このままではまずい。あたしがレデヤ君とほぼ同時にクローゼットを飛び出すと、その最中、事態は再び一変した。
「ッぐ、ゴホッ―――」
男性が激しく咳込む声が聴こえてきたのだ。次いで、何かが崩れる音と、女性のか細い悲鳴が上がる。ロリネさんと、他の使用人の方の声のようだった。
慌てて部屋を出る。部屋の向こうは螺旋階段になっていて、階上からでも辛うじて階下の様子が見えた。

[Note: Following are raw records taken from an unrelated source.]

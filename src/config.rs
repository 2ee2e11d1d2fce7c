// Fixed settings for the demo, with two environment overrides:
//   CANVAS_BACKGROUND  path to a different picture
//   CANVAS_DEBUG       1/true turns on debug logging (RUST_LOG then applies)

use crate::types::{Stroke, GREEN, WHITE};
use std::path::PathBuf;

pub const WINDOW_TITLE: &str = "Annotated Canvas";
pub const DEFAULT_BACKGROUND: &str = "assets/turtle.png";
pub const STROKE_WIDTH: i32 = 4; // visual: thickness of the green trail in pixels

pub struct Config {
    pub title: String,
    pub background: PathBuf,
    pub min_width: usize,  // window is at least this wide, wider if the picture is
    pub min_height: usize,
    pub stroke: Stroke,
    pub canvas_color: u32, // shows around the picture when the window is larger
    pub target_fps: usize,
    pub debug: bool,
}

impl Default for Config {
    fn default() -> Self {
        Self {
            title: WINDOW_TITLE.to_string(),
            background: PathBuf::from(env!("CARGO_MANIFEST_DIR")).join(DEFAULT_BACKGROUND),
            min_width: 800,
            min_height: 600,
            stroke: Stroke { width: STROKE_WIDTH, color: GREEN },
            canvas_color: WHITE,
            target_fps: 60,
            debug: false,
        }
    }
}

impl Config {
    /// Defaults plus whatever the process environment overrides.
    pub fn from_env() -> Self {
        Self::from_lookup(|key| std::env::var(key).ok())
    }

    /// Same as `from_env`, reading variables through `lookup`.
    pub fn from_lookup(lookup: impl Fn(&str) -> Option<String>) -> Self {
        let mut cfg = Self::default();
        if let Some(path) = lookup("CANVAS_BACKGROUND").filter(|p| !p.trim().is_empty()) {
            cfg.background = PathBuf::from(path);
        }
        if let Some(flag) = lookup("CANVAS_DEBUG") {
            cfg.debug = matches!(flag.trim().to_ascii_lowercase().as_str(), "1" | "true" | "yes");
        }
        cfg
    }

    /// Window size that fits both the minimum and a picture of `image_w` x `image_h`.
    pub fn window_size(&self, image_w: usize, image_h: usize) -> (usize, usize) {
        (self.min_width.max(image_w), self.min_height.max(image_h))
    }
}

#[cfg(test)]
mod tests {
    use super::*;
    use std::collections::HashMap;

    fn lookup(vars: &[(&str, &str)]) -> impl Fn(&str) -> Option<String> {
        let map: HashMap<String, String> =
            vars.iter().map(|(k, v)| (k.to_string(), v.to_string())).collect();
        move |k| map.get(k).cloned()
    }

    #[test]
    fn defaults_point_at_bundled_picture() {
        let cfg = Config::from_lookup(lookup(&[]));
        assert!(cfg.background.ends_with(DEFAULT_BACKGROUND));
        assert_eq!(cfg.stroke, Stroke { width: 4, color: GREEN });
        assert!(!cfg.debug);
        assert_eq!(cfg.title, "Annotated Canvas");
    }

    #[test]
    fn environment_overrides_picture_and_debug() {
        let cfg = Config::from_lookup(lookup(&[
            ("CANVAS_BACKGROUND", "/tmp/other.png"),
            ("CANVAS_DEBUG", "True"),
        ]));
        assert_eq!(cfg.background, PathBuf::from("/tmp/other.png"));
        assert!(cfg.debug);
    }

    #[test]
    fn blank_override_keeps_default_picture() {
        let cfg = Config::from_lookup(lookup(&[("CANVAS_BACKGROUND", "  "), ("CANVAS_DEBUG", "0")]));
        assert!(cfg.background.ends_with(DEFAULT_BACKGROUND));
        assert!(!cfg.debug);
    }

    #[test]
    fn window_grows_to_fit_picture() {
        let cfg = Config::default();
        assert_eq!(cfg.window_size(320, 240), (800, 600));
        assert_eq!(cfg.window_size(1024, 500), (1024, 600));
    }
}
// A tiny error type so we don't rely on anyhow/thiserror.
// Every variant states *where* things went wrong.
use std::fmt::{self, Display};

#[derive(Debug)]
pub enum Error {
    WindowInit(String),   // Creating the window failed
    WindowUpdate(String), // Presenting a frame / pumping events failed
    ImageLoad(String),    // Reading or decoding the background picture failed
}

impl Display for Error {
    // This decides how the error is printed to your console.
    fn fmt(&self, f: &mut fmt::Formatter<'_>) -> fmt::Result {
        match self {
            Error::WindowInit(s) => write!(f, "Window init error: {s}"),
            Error::WindowUpdate(s) => write!(f, "Window update error: {s}"),
            Error::ImageLoad(s) => write!(f, "Image load error: {s}"),
        }
    }
}

impl std::error::Error for Error {}
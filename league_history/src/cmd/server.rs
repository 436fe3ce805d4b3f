use crate::{
    cmd::sleeper_client,
    modules::handlers::{league_data, liveness, readiness},
};
use anyhow::Result;
use axum::{extract::Extension, routing, Router, Server};
use clap::Args;
use league_history_libs::sleeper::client::SleeperClient;
use std::{net::SocketAddr, sync::Arc};
use tower_http::cors::CorsLayer;

#[derive(Debug, Args)]
pub struct ServerArgs {
    #[arg(long)]
    port: Option<u16>,
}

pub async fn run(args: ServerArgs) -> Result<()> {
    let client = sleeper_client()?;

    let app = create_router(client);
    let port = match args.port {
        Some(port) => port,
        None => {
            tracing::warn!("API server will be launched at default port number 8000");
            8000u16
        }
    };
    let addr = SocketAddr::from(([0, 0, 0, 0], port));
    tracing::info!("Server start at port {}", port);
    Server::try_bind(&addr)?
        .serve(app.into_make_service())
        .with_graceful_shutdown(shutdown_signal())
        .await?;

    Ok(())
}

pub fn create_router(client: SleeperClient) -> Router {
    Router::new()
        .route("/api/league", routing::get(league_data))
        .route("/api/liveness", routing::get(liveness))
        .route("/api/readiness", routing::get(readiness))
        .layer(Extension(Arc::new(client)))
        .layer(CorsLayer::permissive())
}

async fn shutdown_signal() {
    let ctrl_c = async {
        if let Err(e) = tokio::signal::ctrl_c().await {
            tracing::error!("failed to install Ctrl+C handler: {}", e);
            std::future::pending::<()>().await;
        }
    };

    let terminate = async {
        match tokio::signal::unix::signal(tokio::signal::unix::SignalKind::terminate()) {
            Ok(mut signal) => {
                signal.recv().await;
            }
            Err(e) => {
                tracing::error!("failed to install signal handler: {}", e);
                std::future::pending::<()>().await;
            }
        }
    };

    tokio::select! {
        _ = ctrl_c => {},
        _ = terminate => {},
    }

    tracing::info!("shutdown signal received, starting graceful shutdown.");
}
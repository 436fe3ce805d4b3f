use crate::sleeper::model::{LeagueRecord, RosterRecord, RosterSettings, UserRecord};
use serde::{Deserialize, Serialize};
use std::collections::HashMap;

pub const UNKNOWN_OWNER: &str = "Unknown Owner";

#[derive(Debug, Serialize, Deserialize, PartialEq, Clone)]
pub struct StandingsEntry {
    pub roster_id: i64,
    pub owner: String,
    pub wins: u32,
    pub losses: u32,
    pub ties: u32,
    pub total_points: f64,
}

#[derive(Debug, Serialize, Deserialize, PartialEq, Clone)]
pub struct Standings {
    pub season: String,
    pub league_name: String,
    pub standings: Vec<StandingsEntry>,
}

/// Joins `fpts` and `fpts_decimal` as `"{fpts}.{fpts_decimal}"` and parses the text.
///
/// The provider prints the decimal digits directly after the point, so `fpts_decimal = 5`
/// reads as `.5`, not `.05`.
pub fn total_points(settings: &RosterSettings) -> f64 {
    let whole = settings
        .fpts
        .as_ref()
        .map(|fpts| fpts.to_string())
        .unwrap_or_else(|| String::from("0"));
    let fraction = settings
        .fpts_decimal
        .as_ref()
        .map(|fpts_decimal| fpts_decimal.to_string())
        .unwrap_or_else(|| String::from("0"));

    let joined = format!("{}.{}", whole, fraction);
    parse_leading_number(&joined).unwrap_or_else(|| {
        tracing::warn!("couldn't parse points {}", joined);
        0.0
    })
}

/// Parses the longest prefix of `text` that reads as a finite number.
fn parse_leading_number(text: &str) -> Option<f64> {
    text.char_indices()
        .map(|(start, c)| start + c.len_utf8())
        .rev()
        .find_map(|end| text[..end].parse::<f64>().ok())
        .filter(|number| number.is_finite())
}

/// Ranks rosters by wins, then by total points, both descending.
///
/// Rosters with equal wins and points keep the order they were given in.
pub fn rank_rosters(rosters: &[RosterRecord], users: &[UserRecord]) -> Vec<StandingsEntry> {
    let owners: HashMap<&str, &UserRecord> = users
        .iter()
        .map(|user| (user.user_id.as_str(), user))
        .collect();

    let mut entries: Vec<StandingsEntry> = rosters
        .iter()
        .map(|roster| StandingsEntry {
            roster_id: roster.roster_id,
            owner: roster
                .owner_id
                .as_deref()
                .and_then(|owner_id| owners.get(owner_id))
                .map(|user| user.label().to_string())
                .unwrap_or_else(|| String::from(UNKNOWN_OWNER)),
            wins: roster.settings.wins.unwrap_or(0),
            losses: roster.settings.losses.unwrap_or(0),
            ties: roster.settings.ties.unwrap_or(0),
            total_points: total_points(&roster.settings),
        })
        .collect();

    entries.sort_by(|a, b| {
        b.wins
            .cmp(&a.wins)
            .then_with(|| b.total_points.total_cmp(&a.total_points))
    });

    entries
}

pub fn aggregate(league: &LeagueRecord, rosters: &[RosterRecord], users: &[UserRecord]) -> Standings {
    Standings {
        season: league.season.clone(),
        league_name: league.name.clone(),
        standings: rank_rosters(rosters, users),
    }
}
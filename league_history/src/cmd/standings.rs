use crate::cmd::{league_id, sleeper_client};
use anyhow::{Context, Result};
use clap::Args;
use league_history_libs::history::{
    season::{fetch_season, find_season},
    standings::aggregate,
};

#[derive(Debug, Args)]
pub struct StandingsArgs {
    #[arg(long)]
    league_id: Option<String>,
    /// Season to look up in the league history. The given league itself is used when omitted.
    #[arg(long)]
    season: Option<String>,
}

pub async fn run(args: StandingsArgs) -> Result<()> {
    let league_id = league_id(args.league_id)?;
    let client = sleeper_client()?;

    let season = match &args.season {
        Some(season) => find_season(&client, &league_id, season)
            .await
            .with_context(|| {
                let message = format!("failed to find season {} of league {}", season, league_id);
                tracing::error!(message);
                message
            })?,
        None => fetch_season(&client, &league_id).await.with_context(|| {
            let message = format!("failed to fetch league {}", league_id);
            tracing::error!(message);
            message
        })?,
    };

    let standings = aggregate(&season.league, &season.rosters, &season.users);
    tracing::info!(
        "{} rosters ranked for season {} of {}",
        standings.standings.len(),
        standings.season,
        standings.league_name
    );

    let output =
        serde_json::to_string_pretty(&standings).context("failed to serialize standings")?;
    println!("{}", output);

    Ok(())
}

階下には、ロリネさんと使用人が立ち竦み、そしてその真ん中には、先ほども見かけたロリネさんのお父上が……口を抑え、背を丸めて倒れ込んでいた。
その直後、脳裏に一つの可能性が過る。
占いにあった〝不幸〟というものが、もしロリネさん自身に降りかかるものではなく、彼女の大切な人にかかるものならば―――
反射的にクローゼットに引き返す。魔具の鞄であれば診療所まですぐに運べるのではないかと思ったからだ。だが、お父上の容態が分からない以上、無闇に動かすべきではないのかもしれない、と逡巡する。
クローゼットの中では、モレウさんがようやく立ち上がっていたが、あたしと同じように、今からどのような行動を取るべきか決めかねているようで、呆然とその場に立ち尽くしていた。
「馬車の手配を! 診療所へ向かいます!」
その間に使用人の一人が声を上げる。再びドアへ引き返すと、手際よくお父上が数名の男性使用人に運ばれていくのが見えた。
流れでロリネさんもそれに同伴し、意図せぬ形で本来の目的を達成することになったのだった。